┌──
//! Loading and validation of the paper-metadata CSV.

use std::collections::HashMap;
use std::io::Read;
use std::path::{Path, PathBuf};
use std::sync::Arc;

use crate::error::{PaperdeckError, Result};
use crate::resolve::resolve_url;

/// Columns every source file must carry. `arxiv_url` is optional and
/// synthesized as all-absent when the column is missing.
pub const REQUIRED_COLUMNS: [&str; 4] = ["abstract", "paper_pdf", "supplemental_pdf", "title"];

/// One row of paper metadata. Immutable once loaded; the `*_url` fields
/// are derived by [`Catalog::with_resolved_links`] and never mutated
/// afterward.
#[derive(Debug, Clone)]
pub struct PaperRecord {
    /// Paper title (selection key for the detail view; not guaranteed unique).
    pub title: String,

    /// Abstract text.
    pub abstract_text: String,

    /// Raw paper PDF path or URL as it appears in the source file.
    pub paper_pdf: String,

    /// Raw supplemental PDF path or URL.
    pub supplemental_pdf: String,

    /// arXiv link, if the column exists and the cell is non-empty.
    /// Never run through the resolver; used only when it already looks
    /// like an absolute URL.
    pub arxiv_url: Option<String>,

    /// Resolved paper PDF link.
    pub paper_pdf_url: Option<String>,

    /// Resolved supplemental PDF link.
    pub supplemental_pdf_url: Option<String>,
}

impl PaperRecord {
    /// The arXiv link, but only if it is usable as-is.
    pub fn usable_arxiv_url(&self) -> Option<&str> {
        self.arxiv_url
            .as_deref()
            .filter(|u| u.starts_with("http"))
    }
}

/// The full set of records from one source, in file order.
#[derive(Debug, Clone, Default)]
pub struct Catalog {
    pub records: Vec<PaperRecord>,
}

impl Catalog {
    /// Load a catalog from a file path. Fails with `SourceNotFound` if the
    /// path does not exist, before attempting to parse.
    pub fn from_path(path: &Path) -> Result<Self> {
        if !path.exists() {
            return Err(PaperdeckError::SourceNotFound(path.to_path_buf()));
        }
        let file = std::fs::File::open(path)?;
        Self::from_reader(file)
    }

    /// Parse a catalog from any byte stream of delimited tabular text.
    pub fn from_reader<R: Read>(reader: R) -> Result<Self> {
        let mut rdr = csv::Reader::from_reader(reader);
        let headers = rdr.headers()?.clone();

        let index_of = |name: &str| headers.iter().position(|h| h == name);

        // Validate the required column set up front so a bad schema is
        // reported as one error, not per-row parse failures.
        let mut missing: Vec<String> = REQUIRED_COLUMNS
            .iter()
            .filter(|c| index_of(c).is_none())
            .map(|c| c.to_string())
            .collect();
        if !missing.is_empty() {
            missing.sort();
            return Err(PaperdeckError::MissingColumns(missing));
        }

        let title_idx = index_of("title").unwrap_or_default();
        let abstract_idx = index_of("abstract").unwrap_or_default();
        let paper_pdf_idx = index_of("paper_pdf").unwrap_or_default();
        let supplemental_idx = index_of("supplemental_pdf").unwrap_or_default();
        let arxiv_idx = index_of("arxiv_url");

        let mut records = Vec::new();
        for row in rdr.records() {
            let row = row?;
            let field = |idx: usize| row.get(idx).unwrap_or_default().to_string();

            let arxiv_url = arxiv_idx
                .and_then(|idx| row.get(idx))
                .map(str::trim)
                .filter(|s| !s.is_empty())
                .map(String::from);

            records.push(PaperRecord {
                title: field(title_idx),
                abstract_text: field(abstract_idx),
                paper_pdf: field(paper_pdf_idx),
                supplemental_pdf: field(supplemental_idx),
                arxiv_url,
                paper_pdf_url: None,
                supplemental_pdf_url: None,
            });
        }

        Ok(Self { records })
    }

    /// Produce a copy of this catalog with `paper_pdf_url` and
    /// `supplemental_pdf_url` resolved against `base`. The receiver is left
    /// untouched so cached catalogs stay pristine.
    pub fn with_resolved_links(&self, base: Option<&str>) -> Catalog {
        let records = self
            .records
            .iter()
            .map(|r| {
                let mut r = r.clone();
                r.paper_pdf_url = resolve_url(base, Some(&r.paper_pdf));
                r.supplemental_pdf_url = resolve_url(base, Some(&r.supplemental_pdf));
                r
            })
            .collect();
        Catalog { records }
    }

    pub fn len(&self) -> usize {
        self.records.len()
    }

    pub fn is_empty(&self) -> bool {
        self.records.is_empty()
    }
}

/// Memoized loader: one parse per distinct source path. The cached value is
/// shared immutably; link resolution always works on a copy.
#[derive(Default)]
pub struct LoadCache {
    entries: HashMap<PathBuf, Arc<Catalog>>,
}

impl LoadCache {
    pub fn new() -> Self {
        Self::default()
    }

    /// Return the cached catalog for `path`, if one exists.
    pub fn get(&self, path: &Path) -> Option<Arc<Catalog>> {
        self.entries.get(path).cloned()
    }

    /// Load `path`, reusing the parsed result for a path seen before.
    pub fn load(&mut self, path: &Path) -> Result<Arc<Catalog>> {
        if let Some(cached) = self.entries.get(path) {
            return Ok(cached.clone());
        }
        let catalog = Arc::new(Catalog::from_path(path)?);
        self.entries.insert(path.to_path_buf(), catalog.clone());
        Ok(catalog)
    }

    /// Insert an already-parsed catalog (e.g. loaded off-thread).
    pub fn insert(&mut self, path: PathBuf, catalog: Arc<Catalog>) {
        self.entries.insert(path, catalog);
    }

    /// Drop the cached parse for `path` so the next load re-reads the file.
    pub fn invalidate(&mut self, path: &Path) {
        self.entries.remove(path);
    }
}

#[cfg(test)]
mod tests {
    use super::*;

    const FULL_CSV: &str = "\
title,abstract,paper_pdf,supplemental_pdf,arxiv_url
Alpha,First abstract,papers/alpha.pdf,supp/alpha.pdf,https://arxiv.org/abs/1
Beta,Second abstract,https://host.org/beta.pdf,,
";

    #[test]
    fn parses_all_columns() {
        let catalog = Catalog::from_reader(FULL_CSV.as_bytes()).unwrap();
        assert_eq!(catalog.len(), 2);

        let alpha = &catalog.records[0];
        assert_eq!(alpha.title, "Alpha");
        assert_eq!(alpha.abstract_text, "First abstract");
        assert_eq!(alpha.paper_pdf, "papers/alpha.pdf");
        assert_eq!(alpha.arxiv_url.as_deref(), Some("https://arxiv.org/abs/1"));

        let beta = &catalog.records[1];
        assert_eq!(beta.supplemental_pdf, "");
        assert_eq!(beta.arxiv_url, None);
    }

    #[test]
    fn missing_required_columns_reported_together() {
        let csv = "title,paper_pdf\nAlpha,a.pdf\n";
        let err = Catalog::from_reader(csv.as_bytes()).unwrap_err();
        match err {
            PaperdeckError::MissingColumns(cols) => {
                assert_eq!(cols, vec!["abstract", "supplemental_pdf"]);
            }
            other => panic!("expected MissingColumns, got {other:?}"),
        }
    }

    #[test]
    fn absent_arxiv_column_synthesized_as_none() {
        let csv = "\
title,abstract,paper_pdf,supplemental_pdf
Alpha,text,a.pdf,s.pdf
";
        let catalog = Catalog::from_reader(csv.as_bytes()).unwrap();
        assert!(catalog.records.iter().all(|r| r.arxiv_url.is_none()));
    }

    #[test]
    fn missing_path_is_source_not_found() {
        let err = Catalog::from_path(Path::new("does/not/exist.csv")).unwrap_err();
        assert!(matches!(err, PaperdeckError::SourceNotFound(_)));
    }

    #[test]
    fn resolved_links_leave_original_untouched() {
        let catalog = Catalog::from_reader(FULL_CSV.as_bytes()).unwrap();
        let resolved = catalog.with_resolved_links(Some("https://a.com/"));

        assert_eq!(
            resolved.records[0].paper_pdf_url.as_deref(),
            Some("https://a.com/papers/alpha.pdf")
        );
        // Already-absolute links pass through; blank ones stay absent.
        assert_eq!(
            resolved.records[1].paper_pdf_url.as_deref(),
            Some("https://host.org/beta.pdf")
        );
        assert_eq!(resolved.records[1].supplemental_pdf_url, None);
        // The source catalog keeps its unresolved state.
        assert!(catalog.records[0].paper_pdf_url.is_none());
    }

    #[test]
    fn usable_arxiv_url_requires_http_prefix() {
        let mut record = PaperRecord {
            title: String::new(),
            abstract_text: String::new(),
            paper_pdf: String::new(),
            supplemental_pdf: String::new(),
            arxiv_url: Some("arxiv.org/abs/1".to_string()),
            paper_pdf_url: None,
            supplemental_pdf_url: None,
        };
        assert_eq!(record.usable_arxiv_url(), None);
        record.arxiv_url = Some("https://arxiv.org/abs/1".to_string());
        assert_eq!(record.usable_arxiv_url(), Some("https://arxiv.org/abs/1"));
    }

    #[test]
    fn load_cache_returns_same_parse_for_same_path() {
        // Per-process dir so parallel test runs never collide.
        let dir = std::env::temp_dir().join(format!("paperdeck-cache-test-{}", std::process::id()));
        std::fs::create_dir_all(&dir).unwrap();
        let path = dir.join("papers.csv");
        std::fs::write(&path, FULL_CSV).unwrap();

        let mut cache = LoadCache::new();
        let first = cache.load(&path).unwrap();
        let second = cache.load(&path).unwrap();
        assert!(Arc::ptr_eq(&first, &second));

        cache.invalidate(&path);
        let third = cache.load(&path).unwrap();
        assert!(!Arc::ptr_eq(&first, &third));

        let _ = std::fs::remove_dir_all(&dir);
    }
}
└──
YOUR TASK:
Copy out the entries above exactly as given, starting at the top and ending with the line containing "column is missing."; include both and nothing more.

EXERCISE RESPONSE:
//! Loading and validation of the paper-metadata CSV.

use std::collections::HashMap;
use std::io::Read;
use std::path::{Path, PathBuf};
use std::sync::Arc;

use crate::error::{PaperdeckError, Result};
use crate::resolve::resolve_url;

/// Columns every source file must carry. `arxiv_url` is optional and
/// synthesized as all-absent when the column is missing.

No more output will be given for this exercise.